Indian military officer (1920–2021)

Colonel Prithipal Singh Gill (11 December 1920 – 5 December 2021) was an Indian military officer and centenarian known for being the only soldier in the Indian Armed Forces to have served in all three of its branches.

==Career==
Born in Patiala State on 11 December 1920 to Lieutenant Colonel (then Captain) Harpal Singh Gill of the Patiala Lancers, Gill studied at Government College Lahore. A passionate flyer, he earned a flying licence at Walton Airport in Lahore, and in 1942, without informing his family, joined the Indian Air Force. Commissioned a pilot officer, Gill was training on Harvard aircraft at Karachi when his father arranged for his transfer from the IAF as the family considered flying unsafe.

Gill transferred to the Royal Indian Navy, and was commissioned a temporary Sub-Lieutenant in the gunnery branch of the Royal Indian Naval Volunteer Reserve (RINVR) on 25 January 1943. For the remainder of the Second World War, Gill served on minesweepers and escort vessels, serving on convoy duties protecting shipping in the Persian Gulf. He was subsequently sent to attend the Long Gunnery Staff Course at the Army School of Artillery in Deolali, qualifying as an instructor. He ended his naval service in September 1948, and briefly served as a civil servant in the Punjab Government.

In April 1951, Gill joined the Indian Army. Though he had initially hoped for assignment to his father's former battalion, the 1st Sikh Regiment, he was instead posted to the Regiment of Artillery due to his prior experience with gunnery. His initial posting was with the Gwalior Mountain Battery, equipped with 5.4 inch guns. Gill later served with 34 Field Regiment and was promoted to Major on 13 May 1956.

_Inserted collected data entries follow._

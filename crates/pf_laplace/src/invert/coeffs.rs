// crates/pf_laplace/src/invert/coeffs.rs

//! PDE 系数求值
//!
//! 对每个内部格点给出五个系数：二阶 x / 二阶 z / 混合导数、
//! 一阶 x / 一阶 z。基础部分来自度量张量（纯几何），在此之上
//! 依次叠加：
//!
//! 1. `all_terms` 关闭时一阶导数系数清零
//! 2. 非均匀网格修正（仅内部格点，两端除外）
//! 3. 移位径向导数 + 积分剪切时的 z 二阶修正（混合项恰好消去）
//! 4. 扩散系数场 D 的整体缩放
//! 5. C2/C1 对数导数修正（需离 x 边界至少 2 格，z 周期回绕）
//! 6. 矢量分量场 Ex/Ez 的一阶项叠加
//!
//! 求值是纯函数：不满足 C 修正内部性条件的格点静默跳过该项
//! 而不是报错，这是约定的边界策略。

use crate::mesh::Grid;
use ndarray::Array3;
use pf_foundation::{PfError, PfResult, Scalar};

/// 五个 PDE 系数
#[derive(Debug, Clone, Copy, PartialEq)]
pub struct StencilCoeffs {
    /// 二阶 x 导数系数
    pub dx2: Scalar,
    /// 二阶 z 导数系数
    pub dz2: Scalar,
    /// 混合导数系数
    pub dxdz: Scalar,
    /// 一阶 x 导数系数
    pub dx: Scalar,
    /// 一阶 z 导数系数
    pub dz: Scalar,
}

/// 可选的 PDE 系数场
///
/// 每个场有独立的"已设置"状态（`Option`）；未设置时取中性值
/// （A/Ex/Ez 取 0，C1/C2/D 取 1）。场归调用方所有，按 (x, y, z)
/// 索引，生命周期覆盖一次求解调用。
#[derive(Debug, Clone, Default)]
pub struct Coefficients {
    a: Option<Array3<Scalar>>,
    c1: Option<Array3<Scalar>>,
    c2: Option<Array3<Scalar>>,
    d: Option<Array3<Scalar>>,
    ex: Option<Array3<Scalar>>,
    ez: Option<Array3<Scalar>>,
}

impl Coefficients {
    /// 创建全部未设置的系数组
    pub fn new() -> Self {
        Self::default()
    }

    fn check_shape(
        name: &'static str,
        field: &Array3<Scalar>,
        nx: usize,
        ny: usize,
        nz: usize,
    ) -> PfResult<()> {
        let shape = field.shape();
        PfError::check_size(name, nx, shape[0])?;
        PfError::check_size(name, ny, shape[1])?;
        PfError::check_size(name, nz, shape[2])?;
        Ok(())
    }

    /// 设置零阶项系数 A
    pub fn set_a(&mut self, f: Array3<Scalar>, nx: usize, ny: usize, nz: usize) -> PfResult<()> {
        Self::check_shape("coef A", &f, nx, ny, nz)?;
        self.a = Some(f);
        Ok(())
    }

    /// 设置 C1（C 修正的分母）
    pub fn set_c1(&mut self, f: Array3<Scalar>, nx: usize, ny: usize, nz: usize) -> PfResult<()> {
        Self::check_shape("coef C1", &f, nx, ny, nz)?;
        self.c1 = Some(f);
        Ok(())
    }

    /// 设置 C2（C 修正的被导量）
    pub fn set_c2(&mut self, f: Array3<Scalar>, nx: usize, ny: usize, nz: usize) -> PfResult<()> {
        Self::check_shape("coef C2", &f, nx, ny, nz)?;
        self.c2 = Some(f);
        Ok(())
    }

    /// 设置扩散系数场 D
    pub fn set_d(&mut self, f: Array3<Scalar>, nx: usize, ny: usize, nz: usize) -> PfResult<()> {
        Self::check_shape("coef D", &f, nx, ny, nz)?;
        self.d = Some(f);
        Ok(())
    }

    /// 设置 x 方向附加一阶项 Ex
    pub fn set_ex(&mut self, f: Array3<Scalar>, nx: usize, ny: usize, nz: usize) -> PfResult<()> {
        Self::check_shape("coef Ex", &f, nx, ny, nz)?;
        self.ex = Some(f);
        Ok(())
    }

    /// 设置 z 方向附加一阶项 Ez
    pub fn set_ez(&mut self, f: Array3<Scalar>, nx: usize, ny: usize, nz: usize) -> PfResult<()> {
        Self::check_shape("coef Ez", &f, nx, ny, nz)?;
        self.ez = Some(f);
        Ok(())
    }

    /// 零阶项 A 在 (x, y, z) 处的值（未设置时为 0）
    #[inline]
    pub fn a0(&self, x: usize, y: usize, z: usize) -> Scalar {
        self.a.as_ref().map_or(0.0, |f| f[[x, y, z]])
    }
}

/// 系数求值器
///
/// 借用网格、系数场与求解选项，在组装循环中逐点求值。
pub struct CoefficientEvaluator<'a> {
    grid: &'a Grid,
    coefs: &'a Coefficients,
    all_terms: bool,
    nonuniform: bool,
    fourth_order: bool,
}

impl<'a> CoefficientEvaluator<'a> {
    /// 创建求值器
    pub fn new(
        grid: &'a Grid,
        coefs: &'a Coefficients,
        all_terms: bool,
        nonuniform: bool,
        fourth_order: bool,
    ) -> Self {
        Self {
            grid,
            coefs,
            all_terms,
            nonuniform,
            fourth_order,
        }
    }

    /// 非均匀网格对一阶 x 系数的修正
    ///
    /// 沿用传统公式 `-0.5 (dx[x+1]-dx[x-1]) / dx[x]² * coef_dx2`；
    /// 另一候选是把相邻 1/dx 做中心差分
    /// （`+0.25 g11 (1/dx[x+1]-1/dx[x-1]) / dx[x]`），两者在
    /// 非均匀网格上并不等价，未经领域确认前保持传统行为。
    #[inline]
    fn nonuniform_correction(&self, x: usize, y: usize, dx2_coef: Scalar) -> Scalar {
        let m = self.grid.metrics();
        let num = m.dx[[x + 1, y]] - m.dx[[x - 1, y]];
        -0.5 * (num / (m.dx[[x, y]] * m.dx[[x, y]])) * dx2_coef
    }

    /// 在 (x, y, z) 处求全部五个系数
    pub fn evaluate(&self, x: usize, y: usize, z: usize) -> StencilCoeffs {
        let m = self.grid.metrics();
        let nx = self.grid.partition().nx();
        let nz = self.grid.partition().nz();

        let mut dx2 = m.g11[[x, y]];
        let mut dz2 = m.g33[[x, y]];
        let mut dxdz = 2.0 * m.g13[[x, y]];

        let (mut dx1, mut dz1) = if self.all_terms {
            (m.g1_up[[x, y]], m.g3_up[[x, y]])
        } else {
            (0.0, 0.0)
        };

        if self.nonuniform && x != 0 && x != nx - 1 {
            dx1 += self.nonuniform_correction(x, y, dx2);
        }

        if m.shifted_derivs && m.include_int_shear {
            // z 二阶项补上剪切贡献
            dz2 += m.g11[[x, y]] * m.int_shear[[x, y]] * m.int_shear[[x, y]];
            // 混合项恰好消去
            dxdz = 0.0;
        }

        if let Some(d) = &self.coefs.d {
            let dv = d[[x, y, z]];
            dx2 *= dv;
            dz2 *= dv;
            dxdz *= dv;
            dx1 *= dv;
            dz1 *= dv;
        }

        // C2/C1 对数导数修正：差分模板需要离 x 边界至少 2 格，
        // 不满足时静默跳过
        if let (Some(c1), Some(c2)) = (&self.coefs.c1, &self.coefs.c2) {
            if x > 1 && x < nx - 2 {
                let zp = (z + 1) % nz;
                let zm = (z + nz - 1) % nz;

                let c1v = c1[[x, y, z]];
                let (ddx_c, ddz_c) = if self.fourth_order {
                    let zpp = (z + 2) % nz;
                    let zmm = (z + nz - 2) % nz;
                    (
                        (-c2[[x + 2, y, z]] + 8.0 * c2[[x + 1, y, z]] - 8.0 * c2[[x - 1, y, z]]
                            + c2[[x - 2, y, z]])
                            / (12.0 * m.dx[[x, y]] * c1v),
                        (-c2[[x, y, zpp]] + 8.0 * c2[[x, y, zp]] - 8.0 * c2[[x, y, zm]]
                            + c2[[x, y, zmm]])
                            / (12.0 * m.dz * c1v),
                    )
                } else {
                    (
                        (c2[[x + 1, y, z]] - c2[[x - 1, y, z]]) / (2.0 * m.dx[[x, y]] * c1v),
                        (c2[[x, y, zp]] - c2[[x, y, zm]]) / (2.0 * m.dz * c1v),
                    )
                };

                dx1 += m.g11[[x, y]] * ddx_c + m.g13[[x, y]] * ddz_c;
                dz1 += m.g13[[x, y]] * ddx_c + m.g33[[x, y]] * ddz_c;
            }
        }

        // 矢量分量场的附加一阶项
        if let Some(ex) = &self.coefs.ex {
            dx1 += ex[[x, y, z]];
        }
        if let Some(ez) = &self.coefs.ez {
            dz1 += ez[[x, y, z]];
        }

        StencilCoeffs {
            dx2,
            dz2,
            dxdz,
            dx: dx1,
            dz: dz1,
        }
    }
}

#[cfg(test)]
mod tests {
    use super::*;
    use crate::mesh::{Grid, Metrics, Partition};
    use ndarray::Array3;

    fn grid(nx: usize, nz: usize) -> Grid {
        Grid::new(
            Partition::single(nx, nz, 2).unwrap(),
            Metrics::uniform(nx, 1, 1.0, 1.0),
        )
        .unwrap()
    }

    #[test]
    fn test_base_metric_coefficients() {
        let g = grid(10, 4);
        let coefs = Coefficients::new();
        let eval = CoefficientEvaluator::new(&g, &coefs, false, false, false);

        let c = eval.evaluate(5, 0, 1);
        assert!((c.dx2 - 1.0).abs() < 1e-14);
        assert!((c.dz2 - 1.0).abs() < 1e-14);
        assert!(c.dxdz.abs() < 1e-14);
        // all_terms 关闭时一阶系数为零
        assert!(c.dx.abs() < 1e-14);
        assert!(c.dz.abs() < 1e-14);
    }

    #[test]
    fn test_all_terms_uses_first_derivative_metrics() {
        let mut g = grid(10, 4);
        g.metrics_mut().g1_up.fill(0.5);
        g.metrics_mut().g3_up.fill(-0.25);
        let coefs = Coefficients::new();
        let eval = CoefficientEvaluator::new(&g, &coefs, true, false, false);

        let c = eval.evaluate(5, 0, 0);
        assert!((c.dx - 0.5).abs() < 1e-14);
        assert!((c.dz + 0.25).abs() < 1e-14);
    }

    #[test]
    fn test_nonuniform_legacy_formula() {
        let mut g = grid(10, 4);
        // dx 沿 x 线性增长: dx[x] = 1 + 0.1 x
        for x in 0..10 {
            g.metrics_mut().dx[[x, 0]] = 1.0 + 0.1 * x as Scalar;
        }
        let coefs = Coefficients::new();
        let eval = CoefficientEvaluator::new(&g, &coefs, false, true, false);

        let x = 5;
        let c = eval.evaluate(x, 0, 0);
        let dxc = 1.0 + 0.1 * x as Scalar;
        // -0.5 * (dx[6]-dx[4]) / dx[5]^2 * g11
        let expected = -0.5 * 0.2 / (dxc * dxc);
        assert!((c.dx - expected).abs() < 1e-12);
    }

    #[test]
    fn test_shear_correction_cancels_mixed_term() {
        let mut g = grid(10, 4);
        g.metrics_mut().g13.fill(0.3);
        g.metrics_mut().int_shear.fill(2.0);
        g.metrics_mut().shifted_derivs = true;
        g.metrics_mut().include_int_shear = true;
        let coefs = Coefficients::new();
        let eval = CoefficientEvaluator::new(&g, &coefs, false, false, false);

        let c = eval.evaluate(5, 0, 0);
        // dz2 = g33 + g11 * I^2 = 1 + 4
        assert!((c.dz2 - 5.0).abs() < 1e-14);
        assert!(c.dxdz.abs() < 1e-14);
    }

    #[test]
    fn test_d_scales_everything() {
        let g = grid(10, 4);
        let mut coefs = Coefficients::new();
        coefs
            .set_d(Array3::from_elem((10, 1, 4), 3.0), 10, 1, 4)
            .unwrap();
        let eval = CoefficientEvaluator::new(&g, &coefs, false, false, false);

        let c = eval.evaluate(5, 0, 0);
        assert!((c.dx2 - 3.0).abs() < 1e-14);
        assert!((c.dz2 - 3.0).abs() < 1e-14);
    }

    #[test]
    fn test_c_correction_and_edge_skip() {
        let g = grid(10, 4);
        let mut coefs = Coefficients::new();
        coefs
            .set_c1(Array3::from_elem((10, 1, 4), 2.0), 10, 1, 4)
            .unwrap();
        // C2 沿 x 线性: 斜率 1
        let c2 = Array3::from_shape_fn((10, 1, 4), |(x, _, _)| x as Scalar);
        coefs.set_c2(c2, 10, 1, 4).unwrap();

        let eval = CoefficientEvaluator::new(&g, &coefs, false, false, false);

        // 充分内部的格点: ddx_C = (C2[x+1]-C2[x-1]) / (2 dx C1) = 2/(2*1*2) = 0.5
        let c = eval.evaluate(5, 0, 0);
        assert!((c.dx - 0.5).abs() < 1e-12);
        // g13 = 0 时 z 一阶项只含 g33 * ddz_C = 0（C2 与 z 无关）
        assert!(c.dz.abs() < 1e-12);

        // 离边界不足 2 格: 修正静默跳过
        let c_edge = eval.evaluate(1, 0, 0);
        assert!(c_edge.dx.abs() < 1e-14);
    }

    #[test]
    fn test_e_fields_add_first_order_terms() {
        let g = grid(10, 4);
        let mut coefs = Coefficients::new();
        coefs
            .set_ex(Array3::from_elem((10, 1, 4), 0.7), 10, 1, 4)
            .unwrap();
        coefs
            .set_ez(Array3::from_elem((10, 1, 4), -0.2), 10, 1, 4)
            .unwrap();
        let eval = CoefficientEvaluator::new(&g, &coefs, false, false, false);

        let c = eval.evaluate(5, 0, 0);
        assert!((c.dx - 0.7).abs() < 1e-14);
        assert!((c.dz + 0.2).abs() < 1e-14);
    }

    #[test]
    fn test_fourth_order_c_difference() {
        let g = grid(12, 8);
        let mut coefs = Coefficients::new();
        coefs
            .set_c1(Array3::from_elem((12, 1, 8), 1.0), 12, 1, 8)
            .unwrap();
        // C2 沿 x 线性时四点公式也应给出精确斜率
        let c2 = Array3::from_shape_fn((12, 1, 8), |(x, _, _)| 3.0 * x as Scalar);
        coefs.set_c2(c2, 12, 1, 8).unwrap();

        let eval = CoefficientEvaluator::new(&g, &coefs, false, false, true);
        let c = eval.evaluate(5, 0, 0);
        // (-C2[7] + 8 C2[6] - 8 C2[4] + C2[3]) / 12 = 3
        assert!((c.dx - 3.0).abs() < 1e-12);
    }
}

Promoted to Lieutenant-Colonel on 2 August 1962, Gill commanded 71 Medium Regiment during the Indo-Pakistan War of 1965. Seeing action in the Sialkot sector, during a battle he personally led a mission to retrieve four of his guns which had been cut off by the enemy. He was promoted to Colonel on 19 June 1968 (seniority from 24 May), and was appointed a sector commander in the Assam Rifles, stationed at Ukhrul in Manipur. He took early retirement from the army, relinquishing his commission on 1 December 1970.

==Personal life==
Gill married his wife Preminder Kaur (born 1927) on 24 December 1950. He died on 5 December 2021, at age 100 in his home in Chandigarh.